EVM Compatibility in IOTA Smart Contracts
The evm
core contract
provides EVM support in IOTA Smart Contracts. It stores the EVM state (account balances, state, code,
etc.) and provides a way to execute EVM code to manipulate the state.
The EVM core contract runs on top of the ISC layer, which provides the rest of the machinery needed to run smart contracts, such as signed requests, blocks, state, proofs, etc.
However, the ISC EVM layer is also designed to be as compatible as possible with existing Ethereum tools like MetaMask, which assume that the EVM code runs on an Ethereum blockchain composed of Ethereum blocks containing Ethereum transactions. Since ISC works in a fundamentally different way, providing 100% compatibility is not possible. We do our best to emulate the behavior of an Ethereum node, so the Ethereum tools think they are interfacing with an actual Ethereum node, but some differences in behavior are inevitable.
There is a difference in the decimal precision of ether (18 decimal places) to MIOTA/SMR(6 decimal places).
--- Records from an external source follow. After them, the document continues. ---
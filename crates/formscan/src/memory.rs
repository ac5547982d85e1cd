//! An in-memory [`PageSource`] and its JSON manifest format.
//!
//! A manifest describes a document page by page:
//!
//! ```json
//! {"pages": [{
//!     "width": 612, "height": 792,
//!     "tokens": [{"text": "Name:", "x0": 100, "top": 100, "x1": 140, "bottom": 110}],
//!     "raster": {"path": "page1.png", "dpi": 300},
//!     "images": true
//! }]}
//! ```
//!
//! Raster paths are resolved by the caller, which owns image decoding.

use std::path::PathBuf;

use formscan_core::{BBox, GrayImage, PageSize, Raster, TextToken};
use serde::{Deserialize, Serialize};

use crate::source::{PageSource, SourceError};

/// Top-level manifest.
#[derive(Debug, Clone, Default, PartialEq, Serialize, Deserialize)]
pub struct Manifest {
    pub pages: Vec<ManifestPage>,
}

/// One page entry of a [`Manifest`].
#[derive(Debug, Clone, PartialEq, Serialize, Deserialize)]
pub struct ManifestPage {
    pub width: f64,
    pub height: f64,
    #[serde(default)]
    pub tokens: Vec<ManifestToken>,
    #[serde(default, skip_serializing_if = "Option::is_none")]
    pub raster: Option<RasterRef>,
    /// The page embeds images.
    #[serde(default, skip_serializing_if = "std::ops::Not::not")]
    pub images: bool,
}

/// A word token as written in a manifest.
#[derive(Debug, Clone, PartialEq, Serialize, Deserialize)]
pub struct ManifestToken {
    pub text: String,
    pub x0: f64,
    pub top: f64,
    pub x1: f64,
    pub bottom: f64,
}

/// Location and resolution of a pre-rendered page image.
#[derive(Debug, Clone, PartialEq, Serialize, Deserialize)]
pub struct RasterRef {
    pub path: PathBuf,
    pub dpi: f64,
}

impl Manifest {
    pub fn from_json(json: &str) -> Result<Self, serde_json::Error> {
        serde_json::from_str(json)
    }
}

/// A page held in memory.
#[derive(Debug, Clone, PartialEq)]
pub struct MemoryPage {
    pub size: PageSize,
    pub tokens: Vec<TextToken>,
    pub raster: Option<Raster>,
    pub has_images: bool,
}

impl MemoryPage {
    pub fn new(size: PageSize) -> Self {
        Self {
            size,
            tokens: Vec::new(),
            raster: None,
            has_images: false,
        }
    }

    pub fn with_tokens(mut self, tokens: Vec<TextToken>) -> Self {
        self.tokens = tokens;
        self
    }

    pub fn with_raster(mut self, raster: Raster) -> Self {
        self.raster = Some(raster);
        self
    }

    pub fn with_images(mut self, has_images: bool) -> Self {
        self.has_images = has_images;
        self
    }
}

/// A document whose pages are already extracted.
#[derive(Debug, Clone, Default, PartialEq)]
pub struct MemoryDocument {
    pages: Vec<MemoryPage>,
}

impl MemoryDocument {
    pub fn new() -> Self {
        Self::default()
    }

    pub fn from_pages(pages: Vec<MemoryPage>) -> Self {
        Self { pages }
    }

    pub fn push_page(&mut self, page: MemoryPage) {
        self.pages.push(page);
    }

    pub fn pages(&self) -> &[MemoryPage] {
        &self.pages
    }

    /// Build a document from a manifest, loading each referenced raster
    /// through `load_raster`.
    ///
    /// # Errors
    ///
    /// The first error returned by `load_raster`.
    pub fn from_manifest<F>(manifest: Manifest, mut load_raster: F) -> Result<Self, SourceError>
    where
        F: FnMut(&RasterRef) -> Result<GrayImage, SourceError>,
    {
        let mut pages = Vec::with_capacity(manifest.pages.len());
        for (i, page) in manifest.pages.into_iter().enumerate() {
            let raster = match &page.raster {
                Some(r) => Some(Raster::new(load_raster(r)?, r.dpi)),
                None => None,
            };
            pages.push(MemoryPage {
                size: PageSize::new(page.width, page.height),
                tokens: convert_tokens(page.tokens, i + 1),
                raster,
                has_images: page.images,
            });
        }
        Ok(Self { pages })
    }

    /// Build a document from a manifest, ignoring any raster references.
    pub fn from_manifest_text_only(manifest: Manifest) -> Self {
        let pages = manifest
            .pages
            .into_iter()
            .enumerate()
            .map(|(i, page)| MemoryPage {
                size: PageSize::new(page.width, page.height),
                tokens: convert_tokens(page.tokens, i + 1),
                raster: None,
                has_images: page.images,
            })
            .collect();
        Self { pages }
    }

    fn page(&self, index: usize) -> Result<&MemoryPage, SourceError> {
        self.pages.get(index).ok_or(SourceError::PageOutOfRange {
            index,
            count: self.pages.len(),
        })
    }
}

fn convert_tokens(tokens: Vec<ManifestToken>, page_number: usize) -> Vec<TextToken> {
    tokens
        .into_iter()
        .map(|t| TextToken::new(t.text, BBox::new(t.x0, t.top, t.x1, t.bottom), page_number))
        .collect()
}

impl PageSource for MemoryDocument {
    fn page_count(&self) -> usize {
        self.pages.len()
    }

    fn page_size(&self, index: usize) -> Result<PageSize, SourceError> {
        Ok(self.page(index)?.size)
    }

    fn tokens(&self, index: usize) -> Result<Vec<TextToken>, SourceError> {
        Ok(self.page(index)?.tokens.clone())
    }

    fn render(&self, index: usize, _dpi: f64) -> Result<Option<Raster>, SourceError> {
        Ok(self.page(index)?.raster.clone())
    }

    fn has_images(&self, index: usize) -> Result<bool, SourceError> {
        Ok(self.page(index)?.has_images)
    }
}
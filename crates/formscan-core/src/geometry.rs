//! Rectangles, points and coordinate-space conversions.
//!
//! Three coordinate spaces meet in this crate, all with a top-left origin:
//! - raster pixels at some DPI (the rendered page bitmap),
//! - PDF points, 1/72 inch (token boxes and field regions),
//! - normalized page fractions in `[0, 1]` (the blueprint interchange format).

/// Points per inch in PDF user space.
pub const POINTS_PER_INCH: f64 = 72.0;

/// Bounding box with top-left origin coordinate system.
///
/// - `x0`: left edge
/// - `top`: top edge (distance from top of page)
/// - `x1`: right edge
/// - `bottom`: bottom edge (distance from top of page)
#[derive(Debug, Clone, Copy, PartialEq)]
#[cfg_attr(feature = "serde", derive(serde::Serialize, serde::Deserialize))]
pub struct BBox {
    pub x0: f64,
    pub top: f64,
    pub x1: f64,
    pub bottom: f64,
}

impl BBox {
    pub fn new(x0: f64, top: f64, x1: f64, bottom: f64) -> Self {
        Self {
            x0,
            top,
            x1,
            bottom,
        }
    }

    /// Build a box from two corners given in any order.
    pub fn from_corners(ax: f64, ay: f64, bx: f64, by: f64) -> Self {
        Self {
            x0: ax.min(bx),
            top: ay.min(by),
            x1: ax.max(bx),
            bottom: ay.max(by),
        }
    }

    /// Width of the bounding box.
    pub fn width(&self) -> f64 {
        self.x1 - self.x0
    }

    /// Height of the bounding box.
    pub fn height(&self) -> f64 {
        self.bottom - self.top
    }

    pub fn area(&self) -> f64 {
        self.width() * self.height()
    }

    /// True if any coordinate is non-finite or the box has no area.
    pub fn is_degenerate(&self) -> bool {
        let finite = self.x0.is_finite()
            && self.top.is_finite()
            && self.x1.is_finite()
            && self.bottom.is_finite();
        !finite || self.width() <= 0.0 || self.height() <= 0.0
    }

    /// Compute the union of two bounding boxes.
    pub fn union(&self, other: &BBox) -> BBox {
        BBox {
            x0: self.x0.min(other.x0),
            top: self.top.min(other.top),
            x1: self.x1.max(other.x1),
            bottom: self.bottom.max(other.bottom),
        }
    }

    /// Whether the two boxes share any point. Touching edges count.
    pub fn intersects(&self, other: &BBox) -> bool {
        self.x0 <= other.x1
            && other.x0 <= self.x1
            && self.top <= other.bottom
            && other.top <= self.bottom
    }

    /// Grow the box by `amount` on all four sides.
    pub fn expand(&self, amount: f64) -> BBox {
        BBox {
            x0: self.x0 - amount,
            top: self.top - amount,
            x1: self.x1 + amount,
            bottom: self.bottom + amount,
        }
    }

    /// Grow the box by `amount` above and below.
    pub fn expand_vertical(&self, amount: f64) -> BBox {
        BBox {
            top: self.top - amount,
            bottom: self.bottom + amount,
            ..*self
        }
    }

    pub fn scale(&self, factor: f64) -> BBox {
        BBox {
            x0: self.x0 * factor,
            top: self.top * factor,
            x1: self.x1 * factor,
            bottom: self.bottom * factor,
        }
    }

    /// Convert a pixel-space box rendered at `dpi` into PDF points.
    pub fn pixels_to_points(&self, dpi: f64) -> BBox {
        self.scale(POINTS_PER_INCH / dpi)
    }

    /// Convert a PDF-point box into pixel space at `dpi`.
    pub fn points_to_pixels(&self, dpi: f64) -> BBox {
        self.scale(dpi / POINTS_PER_INCH)
    }

    /// Clip the box to the page rectangle `[0, width] x [0, height]`.
    ///
    /// A box lying wholly off the page comes back degenerate.
    pub fn clip_to(&self, page: PageSize) -> BBox {
        BBox {
            x0: self.x0.max(0.0).min(page.width),
            top: self.top.max(0.0).min(page.height),
            x1: self.x1.max(0.0).min(page.width),
            bottom: self.bottom.max(0.0).min(page.height),
        }
    }

    /// Express the box as fractions of the page size.
    pub fn normalize(&self, page: PageSize) -> BBox {
        BBox {
            x0: self.x0 / page.width,
            top: self.top / page.height,
            x1: self.x1 / page.width,
            bottom: self.bottom / page.height,
        }
    }

    /// Inverse of [`BBox::normalize`]; must be given the same page size.
    pub fn denormalize(&self, page: PageSize) -> BBox {
        BBox {
            x0: self.x0 * page.width,
            top: self.top * page.height,
            x1: self.x1 * page.width,
            bottom: self.bottom * page.height,
        }
    }

    /// Corner polygon in order: top-left, top-right, bottom-right, bottom-left.
    pub fn vertices(&self) -> [Point; 4] {
        [
            Point::new(self.x0, self.top),
            Point::new(self.x1, self.top),
            Point::new(self.x1, self.bottom),
            Point::new(self.x0, self.bottom),
        ]
    }

    /// Axis-aligned hull of a polygon. Returns `None` for an empty slice.
    pub fn from_vertices(points: &[Point]) -> Option<BBox> {
        let first = points.first()?;
        let mut bbox = BBox::new(first.x, first.y, first.x, first.y);
        for p in &points[1..] {
            bbox.x0 = bbox.x0.min(p.x);
            bbox.top = bbox.top.min(p.y);
            bbox.x1 = bbox.x1.max(p.x);
            bbox.bottom = bbox.bottom.max(p.y);
        }
        Some(bbox)
    }

    /// Component-wise comparison within `epsilon`.
    pub fn approx_eq(&self, other: &BBox, epsilon: f64) -> bool {
        (self.x0 - other.x0).abs() <= epsilon
            && (self.top - other.top).abs() <= epsilon
            && (self.x1 - other.x1).abs() <= epsilon
            && (self.bottom - other.bottom).abs() <= epsilon
    }
}

/// A 2D point.
#[derive(Debug, Clone, Copy, PartialEq)]
#[cfg_attr(feature = "serde", derive(serde::Serialize, serde::Deserialize))]
pub struct Point {
    pub x: f64,
    pub y: f64,
}

impl Point {
    pub fn new(x: f64, y: f64) -> Self {
        Self { x, y }
    }
}

/// Page dimensions in PDF points.
#[derive(Debug, Clone, Copy, PartialEq)]
#[cfg_attr(feature = "serde", derive(serde::Serialize, serde::Deserialize))]
pub struct PageSize {
    pub width: f64,
    pub height: f64,
}

impl PageSize {
    pub fn new(width: f64, height: f64) -> Self {
        Self { width, height }
    }

    /// US Letter, 612 x 792 pt.
    pub fn letter() -> Self {
        Self::new(612.0, 792.0)
    }

    /// True when both dimensions are finite and strictly positive.
    pub fn is_valid(&self) -> bool {
        self.width.is_finite() && self.height.is_finite() && self.width > 0.0 && self.height > 0.0
    }

    /// Page width in pixels when rendered at `dpi`.
    pub fn width_px(&self, dpi: f64) -> f64 {
        self.width * dpi / POINTS_PER_INCH
    }
}
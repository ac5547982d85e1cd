use std::path::PathBuf;

use clap::{Args, Parser, Subcommand, ValueEnum};
use formscan::UnderscorePolicy;

use crate::page_range::PageSelection;

/// Detect fillable regions on flat PDF pages and turn them into form fields.
#[derive(Debug, Parser)]
#[command(name = "formscan", about, version)]
pub struct Cli {
    #[command(subcommand)]
    pub command: Commands,

    /// Log filter used when RUST_LOG is unset (e.g. 'debug', 'formscan=trace')
    #[arg(long, global = true, default_value = "warn")]
    pub log_level: String,
}

/// Available subcommands.
#[derive(Debug, Subcommand)]
pub enum Commands {
    /// Detect form fields from a page manifest and print the blueprint
    Detect {
        /// Path to the page manifest (JSON)
        #[arg(value_name = "MANIFEST")]
        manifest: PathBuf,

        /// Page range (e.g. '1,3-5'). Default: all pages
        #[arg(long)]
        pages: Option<PageSelection>,

        /// Write the blueprint to this file instead of stdout
        #[arg(long, short)]
        output: Option<PathBuf>,

        #[command(flatten)]
        settings: SettingsArgs,
    },

    /// Create empty text widgets in a PDF from a blueprint
    Apply {
        /// Path to the PDF file
        #[arg(value_name = "FILE")]
        file: PathBuf,

        /// Path to the blueprint (JSON)
        #[arg(value_name = "BLUEPRINT")]
        blueprint: PathBuf,

        /// Where to write the PDF with widgets
        #[arg(long, short)]
        output: PathBuf,
    },

    /// Set values on existing text fields
    Fill {
        /// Path to the PDF file
        #[arg(value_name = "FILE")]
        file: PathBuf,

        /// JSON object mapping field names to values
        #[arg(value_name = "VALUES")]
        values: PathBuf,

        /// Where to write the filled PDF
        #[arg(long, short)]
        output: PathBuf,
    },

    /// List interactive field names in a PDF
    Fields {
        /// Path to the PDF file
        #[arg(value_name = "FILE")]
        file: PathBuf,

        /// Output format
        #[arg(long, value_enum, default_value_t = OutputFormat::Text)]
        format: OutputFormat,
    },
}

/// Heuristic settings: an optional JSON file plus per-field overrides.
#[derive(Debug, Clone, Default, Args)]
pub struct SettingsArgs {
    /// JSON settings file; missing keys keep their defaults
    #[arg(long, value_name = "FILE")]
    pub settings: Option<PathBuf>,

    /// Resolution pages are rendered at for line detection
    #[arg(long)]
    pub dpi: Option<f64>,

    /// Candidates closer than this many points are merged (default: 5.0)
    #[arg(long)]
    pub merge_tolerance: Option<f64>,

    /// Which tokens count as blanks: any, run[:N] or strict[:N] (default: run:3)
    #[arg(long)]
    pub underscore_policy: Option<UnderscorePolicy>,

    /// Width in points of the label window left of each field (default: 200)
    #[arg(long)]
    pub label_width: Option<f64>,

    /// Also propose a field to the right of every 'Label:' token
    #[arg(long)]
    pub colon_fields: bool,

    /// Analyse pages concurrently
    #[arg(long)]
    pub parallel: bool,
}

/// Output format for listing commands.
#[derive(Debug, Clone, ValueEnum)]
pub enum OutputFormat {
    Text,
    Json,
}
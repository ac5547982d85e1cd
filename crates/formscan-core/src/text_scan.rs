//! Text-pattern field candidates: underscore runs and colon labels.

use std::fmt;
use std::str::FromStr;

use tracing::warn;

use crate::error::{AnalysisResult, AnalysisWarning, WarningCode};
use crate::geometry::BBox;
use crate::token::TextToken;

/// Gap between a colon label and the field synthesised after it, in points.
const COLON_FIELD_GAP: f64 = 10.0;
/// Distance kept from the right page edge by a synthesised field, in points.
const COLON_FIELD_RIGHT_MARGIN: f64 = 50.0;
/// Vertical padding of a synthesised field around its label, in points.
const COLON_FIELD_PAD: f64 = 5.0;

/// Which tokens count as underscore fill-in blanks.
#[derive(Debug, Clone, Copy, PartialEq, Eq)]
#[cfg_attr(
    feature = "serde",
    derive(serde::Serialize, serde::Deserialize),
    serde(tag = "kind", rename_all = "snake_case")
)]
pub enum UnderscorePolicy {
    /// Every character is an underscore and there are more than `min_len`.
    Strict { min_len: usize },
    /// The token contains a run of at least `min_len` underscores.
    Run { min_len: usize },
    /// The token contains any underscore.
    Any,
}

impl Default for UnderscorePolicy {
    fn default() -> Self {
        UnderscorePolicy::Run { min_len: 3 }
    }
}

impl UnderscorePolicy {
    pub fn matches(&self, text: &str) -> bool {
        match *self {
            UnderscorePolicy::Strict { min_len } => {
                let count = text.chars().count();
                count > min_len && text.chars().all(|c| c == '_')
            }
            UnderscorePolicy::Run { min_len } => longest_underscore_run(text) >= min_len.max(1),
            UnderscorePolicy::Any => text.contains('_'),
        }
    }
}

fn longest_underscore_run(text: &str) -> usize {
    let mut best = 0;
    let mut cur = 0;
    for c in text.chars() {
        if c == '_' {
            cur += 1;
            best = best.max(cur);
        } else {
            cur = 0;
        }
    }
    best
}

impl fmt::Display for UnderscorePolicy {
    fn fmt(&self, f: &mut fmt::Formatter<'_>) -> fmt::Result {
        match self {
            UnderscorePolicy::Strict { min_len } => write!(f, "strict:{min_len}"),
            UnderscorePolicy::Run { min_len } => write!(f, "run:{min_len}"),
            UnderscorePolicy::Any => f.write_str("any"),
        }
    }
}

impl FromStr for UnderscorePolicy {
    type Err = String;

    /// Parse `any`, `run`, `run:N`, `strict` or `strict:N`.
    fn from_str(s: &str) -> Result<Self, Self::Err> {
        let (kind, len) = match s.split_once(':') {
            Some((kind, len)) => {
                let n = len
                    .trim()
                    .parse::<usize>()
                    .map_err(|_| format!("invalid underscore length: '{len}'"))?;
                (kind.trim(), Some(n))
            }
            None => (s.trim(), None),
        };
        match (kind.to_ascii_lowercase().as_str(), len) {
            ("any", None) => Ok(UnderscorePolicy::Any),
            ("run", n) => Ok(UnderscorePolicy::Run {
                min_len: n.unwrap_or(3),
            }),
            ("strict", n) => Ok(UnderscorePolicy::Strict {
                min_len: n.unwrap_or(3),
            }),
            _ => Err(format!(
                "invalid underscore policy '{s}': expected any, run[:N] or strict[:N]"
            )),
        }
    }
}

/// Text-scanner tunables.
#[derive(Debug, Clone, PartialEq, Default)]
#[cfg_attr(feature = "serde", derive(serde::Serialize, serde::Deserialize))]
#[cfg_attr(feature = "serde", serde(default))]
pub struct TextScanSettings {
    pub underscore_policy: UnderscorePolicy,
    /// Also synthesise a field to the right of every colon label.
    pub colon_label_fields: bool,
}

/// Whether a token is an underscore blank under `policy`.
pub fn is_fill_token(token: &TextToken, policy: &UnderscorePolicy) -> bool {
    policy.matches(&token.text)
}

/// Whether a token reads as a label such as `"Name:"`.
pub fn is_colon_label(token: &TextToken) -> bool {
    token.ends_with_colon() && token.text.trim().len() > 1
}

fn usable(token: &TextToken, page_number: usize, warnings: &mut Vec<AnalysisWarning>) -> bool {
    if token.has_usable_bbox() {
        return true;
    }
    warn!(page = page_number, text = %token.text, "skipping token with unusable bbox");
    warnings.push(AnalysisWarning::on_page(
        WarningCode::MalformedToken,
        format!("token '{}' has an unusable bounding box", token.text),
        page_number,
    ));
    false
}

/// Rectangles of every underscore token on a page, in token order.
pub fn scan_underscore_fields(
    tokens: &[TextToken],
    policy: &UnderscorePolicy,
    page_number: usize,
) -> AnalysisResult<Vec<BBox>> {
    let mut warnings = Vec::new();
    let rects = tokens
        .iter()
        .filter(|t| is_fill_token(t, policy))
        .filter(|t| usable(t, page_number, &mut warnings))
        .map(|t| t.bbox)
        .collect();
    AnalysisResult::with_warnings(rects, warnings)
}

/// Synthesise a field rectangle to the right of each colon label.
///
/// Labels containing any of `excluded_terms` (case-insensitive) are skipped,
/// as are labels too close to the right edge to leave room for a field.
pub fn colon_label_fields(
    tokens: &[TextToken],
    page_width: f64,
    excluded_terms: &[String],
    page_number: usize,
) -> AnalysisResult<Vec<BBox>> {
    let mut warnings = Vec::new();
    let mut rects = Vec::new();
    for token in tokens.iter().filter(|t| is_colon_label(t)) {
        if contains_excluded(&token.text, excluded_terms) {
            continue;
        }
        if !usable(token, page_number, &mut warnings) {
            continue;
        }
        let x0 = token.bbox.x1 + COLON_FIELD_GAP;
        let x1 = page_width - COLON_FIELD_RIGHT_MARGIN;
        if x1 <= x0 {
            continue;
        }
        rects.push(BBox::new(
            x0,
            token.bbox.top - COLON_FIELD_PAD,
            x1,
            token.bbox.bottom + COLON_FIELD_PAD,
        ));
    }
    AnalysisResult::with_warnings(rects, warnings)
}

/// Case-insensitive substring test against a list of excluded terms.
pub fn contains_excluded(text: &str, excluded_terms: &[String]) -> bool {
    let lower = text.to_lowercase();
    excluded_terms
        .iter()
        .any(|term| !term.is_empty() && lower.contains(&term.to_lowercase()))
}
//! Structured error output for callers that speak JSON.

use formscan_core::AnalysisError;
use serde::{Deserialize, Serialize};

/// `{"error": "<message>", "diagnostics": [...]}`.
///
/// `diagnostics` carries auxiliary paths (debug renders, manifests) and is
/// omitted when empty.
#[derive(Debug, Clone, PartialEq, Serialize, Deserialize)]
pub struct ErrorReport {
    pub error: String,
    #[serde(default, skip_serializing_if = "Vec::is_empty")]
    pub diagnostics: Vec<String>,
}

impl ErrorReport {
    pub fn new(message: impl Into<String>) -> Self {
        Self {
            error: message.into(),
            diagnostics: Vec::new(),
        }
    }

    pub fn with_diagnostic(mut self, path: impl Into<String>) -> Self {
        self.diagnostics.push(path.into());
        self
    }

    pub fn to_json(&self) -> String {
        serde_json::to_string_pretty(self).unwrap_or_else(|_| format!("{{\"error\": {:?}}}", self.error))
    }
}

impl From<&AnalysisError> for ErrorReport {
    fn from(err: &AnalysisError) -> Self {
        let message = match err {
            AnalysisError::Internal { .. } => format!("an error occurred in local heuristics: {err}"),
            _ => err.to_string(),
        };
        ErrorReport::new(message)
    }
}

impl From<AnalysisError> for ErrorReport {
    fn from(err: AnalysisError) -> Self {
        ErrorReport::from(&err)
    }
}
Because of this, when sending native tokens in the EVM, which are expressed in wei (ether = 1018wei), the last 12 decimal places will be ignored.
example: 1,999,999,999,999,999,999 wei = 1.999,999 SMR/MIOTA
Here are some of the most important properties and limitations of EVM support in IOTA Smart Contracts:
The Wasp node provides a JSON-RPC service, the standard protocol used by Ethereum tools. Upon receiving a signed Ethereum transaction via JSON-RPC, the transaction is wrapped into an ISC off-ledger request. The sender of the request is the Ethereum address that signed the original transaction (e.g., the Metamask account).
While ISC contracts are identified by an hname, EVM contracts are identified by their Ethereum address.
EVM contracts are not listed in the chain's contract registry.
EVM contracts cannot be called via regular ISC requests; they can only be called through the JSON-RPC service. As a consequence, EVM contracts cannot receive on-ledger requests.
In contrast with an Ethereum blockchain, which stores the state in a Merkle tree, the EVM state is stored in raw form. It would be inefficient to do that since it would be duplicating work done by the ISC layer.
Any Ethereum transactions present in an ISC block are executed by the
evm
core contract, updating the EVM state accordingly. An emulated Ethereum block is also created and stored to provide compatibility with EVM tools. As the emulated block is not part of a real Ethereum blockchain, some attributes of the blocks will contain dummy values (e.g.stateRoot
,nonce
, etc.).Each stored block contains the executed Ethereum transactions and corresponding Ethereum receipts. If storage is limited, you can configure EVM so that only the latest N blocks are stored.
There is no guaranteed block time. A new EVM "block" will be created only when an ISC block is created, and ISC does not enforce an average block time.
Any Ethereum address is accepted as a valid
AgentID
, and thus can own L2 tokens on an IOTA Smart Contract chain, just like IOTA addresses.The Ethereum balance of an account is tied to its L2 ISC balance in the token used to pay for gas. For example, by default
eth_getBalance
will return the L2 base token balance of the given Ethereum account.To manipulate the owned ISC tokens and access ISC functionality in general, there is a special Ethereum contract that provides bindings to the ISC sandbox (e.g. call
isc.send(...)
to send tokens).The used EVM gas is converted to ISC gas before being charged to the sender. The conversion ratio is configurable. The token used to pay for gas is the same token configured in the ISC chain (IOTA by default). The gas fee is debited from the sender's L2 account and must be deposited beforehand.